Crown describes crimes as ‘cold and calculating’
Prosecutor John Watson told the jury Delorme was the first one into both Mac’s stores that night, and carried the gun into the store in both cases.
“It was planned and deliberate,” Watson said.
He argued the trio chose a time in the middle of the night when there would be very little traffic inside or outside the store. They wore masks to cover their faces and gloves in an attempt he said to hide their fingerprints.
Watson said the same pattern was used at both stores.
“Beat and intimidate the clerk. On leaving the store, shoot the clerk.”
He called it “cold and calculating” to shoot the clerks after the robberies were complete, but suggested the video proved it was all part of a premeditated plan.
Watson drew the jury’s attention to Steinhauer’s reaction when Delorme shot Bhangu. He called it a ‘defining moment’.
“Steinhauer turns to watch because he knows what’s going to happen,” Watson said.
He knows Mr. Delorme is going to pull the trigger. So he turns to watch. There’s no surprise or shock.”
In the second robbery, after Delorme held the gun on Cenabre and used it to physically beat him, he gave the gun to Steinhauer.
“It was his turn to shoot the clerk,” Watson said. “That was part of the plan.”
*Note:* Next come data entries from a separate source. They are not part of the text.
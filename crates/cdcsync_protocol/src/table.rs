//! Table naming and the known-tables set.

use serde::{Deserialize, Serialize};
use std::collections::BTreeSet;

/// Wire name of the cluster descriptor table.
pub const CLUSTER_TABLE: &str = "edgex.apid_cluster";

/// Wire name of the data scope table.
pub const DATA_SCOPE_TABLE: &str = "edgex.data_scope";

/// Maps a wire table name (`group.table`) to its local name (`group_table`).
///
/// Only the first separator is replaced; names without one pass through.
pub fn normalize_table_name(name: &str) -> String {
    name.replacen('.', "_", 1)
}

/// The set of tables present in the last applied snapshot.
///
/// Names are stored normalized. A change referencing a table outside this
/// set means the local schema is stale.
#[derive(Debug, Clone, Default, PartialEq, Eq, Serialize, Deserialize)]
pub struct KnownTables {
    tables: BTreeSet<String>,
}

impl KnownTables {
    /// Creates an empty set.
    pub fn new() -> Self {
        Self::default()
    }

    /// Creates a set from wire or local names.
    pub fn from_names<I, S>(names: I) -> Self
    where
        I: IntoIterator<Item = S>,
        S: AsRef<str>,
    {
        Self {
            tables: names
                .into_iter()
                .map(|name| normalize_table_name(name.as_ref()))
                .collect(),
        }
    }

    /// Adds a table.
    pub fn insert(&mut self, name: &str) {
        self.tables.insert(normalize_table_name(name));
    }

    /// Returns true if the table (wire or local name) is known.
    pub fn contains(&self, name: &str) -> bool {
        self.tables.contains(&normalize_table_name(name))
    }

    /// Number of known tables.
    pub fn len(&self) -> usize {
        self.tables.len()
    }

    /// Returns true if no tables are known.
    pub fn is_empty(&self) -> bool {
        self.tables.is_empty()
    }

    /// Iterates the normalized table names in order.
    pub fn iter(&self) -> impl Iterator<Item = &str> {
        self.tables.iter().map(String::as_str)
    }
}

#[cfg(test)]
mod tests {
    use super::*;

    #[test]
    fn normalizes_first_separator_only() {
        assert_eq!(normalize_table_name("kms.api_product"), "kms_api_product");
        assert_eq!(normalize_table_name("a.b.c"), "a_b.c");
        assert_eq!(normalize_table_name("plain"), "plain");
    }

    #[test]
    fn contains_accepts_wire_and_local_names() {
        let known = KnownTables::from_names(["edgex.data_scope", "kms_app"]);
        assert!(known.contains("edgex.data_scope"));
        assert!(known.contains("edgex_data_scope"));
        assert!(known.contains("kms.app"));
        assert!(!known.contains("kms.developer"));
        assert_eq!(known.len(), 2);
    }
}
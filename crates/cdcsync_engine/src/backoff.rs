//! Exponential backoff with jitter.

use crate::config::BackoffConfig;
use rand::Rng;
use std::time::Duration;

const DEFAULT_INITIAL: Duration = Duration::from_millis(200);
const DEFAULT_MAX: Duration = Duration::from_secs(10);
const DEFAULT_FACTOR: f64 = 2.0;

/// Produces retry intervals that grow geometrically up to a cap.
///
/// Interval `n` is `initial * factor^n`. With jitter enabled the interval is
/// drawn uniformly from `[initial, initial * factor^n]`. Every interval is
/// capped at `max`. There is no attempt limit.
#[derive(Debug, Clone)]
pub struct Backoff {
    initial: Duration,
    max: Duration,
    factor: f64,
    attempt: u32,
    jitter: bool,
}

impl Backoff {
    /// Creates a jittered backoff.
    ///
    /// Zero durations and non-positive factors fall back to 200ms, 10s and 2.
    pub fn new(initial: Duration, max: Duration, factor: f64) -> Self {
        Self {
            initial: if initial.is_zero() { DEFAULT_INITIAL } else { initial },
            max: if max.is_zero() { DEFAULT_MAX } else { max },
            factor: if factor > 0.0 && factor.is_finite() {
                factor
            } else {
                DEFAULT_FACTOR
            },
            attempt: 0,
            jitter: true,
        }
    }

    /// Creates a jittered backoff from configuration.
    pub fn from_config(config: &BackoffConfig) -> Self {
        Self::new(config.initial, config.max, config.factor)
    }

    /// Disables jitter so intervals are exactly `initial * factor^n`.
    pub fn without_jitter(mut self) -> Self {
        self.jitter = false;
        self
    }

    /// Returns the next interval and advances the attempt counter.
    pub fn next(&mut self) -> Duration {
        let interval = self.interval(self.attempt);
        self.attempt = self.attempt.saturating_add(1);
        interval
    }

    /// Returns to the first interval.
    pub fn reset(&mut self) {
        self.attempt = 0;
    }

    /// Intervals produced since the last reset.
    pub fn attempt_count(&self) -> u32 {
        self.attempt
    }

    fn interval(&self, attempt: u32) -> Duration {
        // Whole nanoseconds stay exact in f64 well past any sane max.
        let initial = self.initial.as_nanos() as f64;
        let max = self.max.as_nanos() as f64;
        let exponent = i32::try_from(attempt).unwrap_or(i32::MAX);
        let computed = initial * self.factor.powi(exponent);
        if !computed.is_finite() || computed > u64::MAX as f64 {
            return self.max;
        }

        let nanos = if self.jitter && computed > initial {
            rand::thread_rng().gen_range(initial..=computed)
        } else {
            computed
        };
        if nanos >= max {
            return self.max;
        }
        Duration::from_nanos(nanos.round() as u64)
    }
}

impl Default for Backoff {
    fn default() -> Self {
        Self::new(DEFAULT_INITIAL, DEFAULT_MAX, DEFAULT_FACTOR)
    }
}

#[cfg(test)]
mod tests {
    use super::*;
    use proptest::prelude::*;

    fn ms(millis: u64) -> Duration {
        Duration::from_millis(millis)
    }

    #[test]
    fn defaults_for_non_positive_inputs() {
        let mut backoff = Backoff::new(Duration::ZERO, Duration::ZERO, 0.0).without_jitter();
        assert_eq!(backoff.next(), ms(200));
        assert_eq!(backoff.next(), ms(400));
        for _ in 0..20 {
            assert!(backoff.next() <= Duration::from_secs(10));
        }
        assert_eq!(backoff.next(), Duration::from_secs(10));
    }

    #[test]
    fn deterministic_sequence() {
        let mut backoff = Backoff::new(ms(200), Duration::from_secs(10), 2.0).without_jitter();
        assert_eq!(backoff.next(), ms(200));
        assert_eq!(backoff.next(), ms(400));
        assert_eq!(backoff.next(), ms(800));
        assert_eq!(backoff.next(), ms(1600));
        assert_eq!(backoff.attempt_count(), 4);
    }

    #[test]
    fn reset_restarts_sequence() {
        let mut backoff = Backoff::new(ms(200), Duration::from_secs(10), 2.0).without_jitter();
        backoff.next();
        backoff.next();
        backoff.reset();
        assert_eq!(backoff.attempt_count(), 0);
        assert_eq!(backoff.next(), ms(200));
    }

    #[test]
    fn overflow_clamps_to_max() {
        let mut backoff = Backoff::new(ms(200), Duration::from_secs(30), 1e300);
        backoff.next();
        backoff.next();
        assert_eq!(backoff.next(), Duration::from_secs(30));

        let mut plain = Backoff::new(ms(200), Duration::from_secs(30), 1e300).without_jitter();
        plain.next();
        assert_eq!(plain.next(), Duration::from_secs(30));
    }

    #[test]
    fn first_jittered_interval_is_initial() {
        let mut backoff = Backoff::new(ms(250), Duration::from_secs(10), 2.0);
        assert_eq!(backoff.next(), ms(250));
    }

    proptest! {
        #[test]
        fn jittered_intervals_stay_in_bounds(
            initial_ms in 1u64..5_000,
            max_ms in 1u64..120_000,
            factor in 1.0f64..8.0,
            attempts in 1usize..40,
        ) {
            let initial = ms(initial_ms);
            let max = ms(max_ms);
            let mut backoff = Backoff::new(initial, max, factor);
            for _ in 0..attempts {
                let interval = backoff.next();
                prop_assert!(interval <= max);
                prop_assert!(interval >= initial.min(max));
            }
        }
    }
}
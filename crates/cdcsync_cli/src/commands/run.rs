//! Run command implementation.

use cdcsync_engine::{BackoffConfig, SnapshotProtocol, SyncConfig, SyncEngine, SyncMode};
use cdcsync_token_api::{TokenApiConfig, TokenApiServer};
use clap::Args;
use std::net::SocketAddr;
use std::path::Path;
use std::sync::Arc;
use std::time::Duration;
use tokio_util::sync::CancellationToken;
use tracing::{error, info, warn};

/// Options of the `run` command.
#[derive(Debug, Args)]
pub struct RunArgs {
    /// Base URI of the token service
    #[arg(long, env = "CDCSYNC_TOKEN_BASE_URI")]
    pub token_base_uri: String,

    /// Base URI of the snapshot service
    #[arg(long, env = "CDCSYNC_SNAPSHOT_BASE_URI")]
    pub snapshot_base_uri: String,

    /// Base URI of the change service
    #[arg(long, env = "CDCSYNC_CHANGE_BASE_URI")]
    pub change_base_uri: String,

    /// Cluster this instance belongs to
    #[arg(long, env = "CDCSYNC_CLUSTER_ID")]
    pub cluster_id: String,

    /// OAuth client id
    #[arg(long, env = "CDCSYNC_CONSUMER_KEY", default_value = "")]
    pub consumer_key: String,

    /// OAuth client secret
    #[arg(long, env = "CDCSYNC_CONSUMER_SECRET", default_value = "", hide_env_values = true)]
    pub consumer_secret: String,

    /// Name reported to the token service (defaults to the host name)
    #[arg(long, env = "CDCSYNC_INSTANCE_NAME")]
    pub instance_name: Option<String>,

    /// Snapshot encoding (json, sqlite)
    #[arg(long, env = "CDCSYNC_SNAPSHOT_PROTOCOL", default_value = "sqlite")]
    pub snapshot_protocol: String,

    /// Operating mode (online, offline)
    #[arg(long, env = "CDCSYNC_MODE", default_value = "online")]
    pub mode: String,

    /// Longest wait between retries, in seconds
    #[arg(long, env = "CDCSYNC_POLL_INTERVAL", default_value_t = 120)]
    pub poll_interval: u64,

    /// Long-poll block for change requests, in seconds
    #[arg(long, env = "CDCSYNC_LONG_POLL_BLOCK", default_value_t = 45)]
    pub long_poll_block: u64,

    /// HTTP request timeout, in seconds
    #[arg(long, env = "CDCSYNC_HTTP_TIMEOUT", default_value_t = 60)]
    pub http_timeout: u64,

    /// Serve the current token on this address
    #[arg(long, env = "CDCSYNC_TOKEN_API_ADDR")]
    pub token_api_addr: Option<SocketAddr>,
}

impl RunArgs {
    /// Builds the engine configuration.
    pub fn to_config(&self, data_dir: &Path) -> Result<SyncConfig, Box<dyn std::error::Error>> {
        let protocol: SnapshotProtocol = self.snapshot_protocol.parse()?;
        let mode: SyncMode = self.mode.parse()?;
        let backoff = BackoffConfig {
            max: Duration::from_secs(self.poll_interval),
            ..BackoffConfig::default()
        };

        let mut config = SyncConfig::new(
            &self.token_base_uri,
            &self.snapshot_base_uri,
            &self.change_base_uri,
            &self.cluster_id,
        )
        .with_consumer(&self.consumer_key, &self.consumer_secret)
        .with_data_dir(data_dir)
        .with_snapshot_protocol(protocol)
        .with_mode(mode)
        .with_backoff(backoff)
        .with_long_poll_block(Duration::from_secs(self.long_poll_block))
        .with_http_timeout(Duration::from_secs(self.http_timeout));
        if let Some(name) = &self.instance_name {
            config = config.with_instance_name(name);
        }
        config.validate()?;
        Ok(config)
    }
}

/// Runs the engine until interrupted or a fatal error occurs.
pub async fn run(data_dir: &Path, args: RunArgs) -> Result<(), Box<dyn std::error::Error>> {
    let config = args.to_config(data_dir)?;
    info!(
        cluster = %config.cluster_id,
        data_dir = %data_dir.display(),
        mode = ?config.mode,
        "starting sync engine"
    );
    let engine = Arc::new(SyncEngine::new(config).await?);

    let cancel = CancellationToken::new();
    let api = args.token_api_addr.map(|addr| {
        let server = TokenApiServer::new(TokenApiConfig::new(addr), engine.credentials());
        let cancel = cancel.clone();
        tokio::spawn(async move { server.serve(cancel).await })
    });

    let mut runner = {
        let engine = engine.clone();
        tokio::spawn(async move { engine.run().await })
    };

    let result = tokio::select! {
        joined = &mut runner => joined,
        _ = tokio::signal::ctrl_c() => {
            info!("interrupt received, shutting down");
            engine.close().await?;
            runner.await
        }
    };

    cancel.cancel();
    if let Some(api) = api {
        match api.await {
            Ok(Err(err)) => warn!(error = %err, "token endpoint failed"),
            Err(err) => warn!(error = %err, "token endpoint task failed"),
            Ok(Ok(())) => {}
        }
    }

    match result? {
        Ok(()) => {
            if let Err(err) = engine.close().await {
                if !err.is_shutdown() {
                    warn!(error = %err, "error while closing");
                }
            }
            info!("sync engine stopped");
            Ok(())
        }
        Err(err) => {
            error!(error = %err, "sync engine stopped on fatal error");
            let _ = engine.close().await;
            Err(err.into())
        }
    }
}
The prosecutor argued the ‘defining moment’ in the second video came when Delorme turned around to watch Steinhauer shoot Cenabre.
“They watch each other shoot. They knew it was going to happen. It was part of the plan,” Watson said.”That, ladies and gentlemen, is very strong evidence of planning and deliberation.”
The defence lawyer strongly disputed the Crown’s theory.
“Just because he says it’s a defining moment doesn’t make it a defining moment,” Rauf told the jury. “That’s for you to decide.
“So he watched. So what? That doesn’t mean he knew or intended that Mr. Steinhauer would kill Mr. Cenabre,” Rauf said.
“Just because there’s an exchange of weapons doesn’t mean it’s part of the plan to kill Cenabre. It’s just wishful thinking on the part of the prosecution” to say it’s part of the plan to murder two people.”
Rauf invited the jury to find Delorme guilty of the two robbery charges.
Court of Queen’s Bench Justice Robert Graesser will deliver instructions to the jury Thursday morning. They could begin deliberations by Thursday afternoon.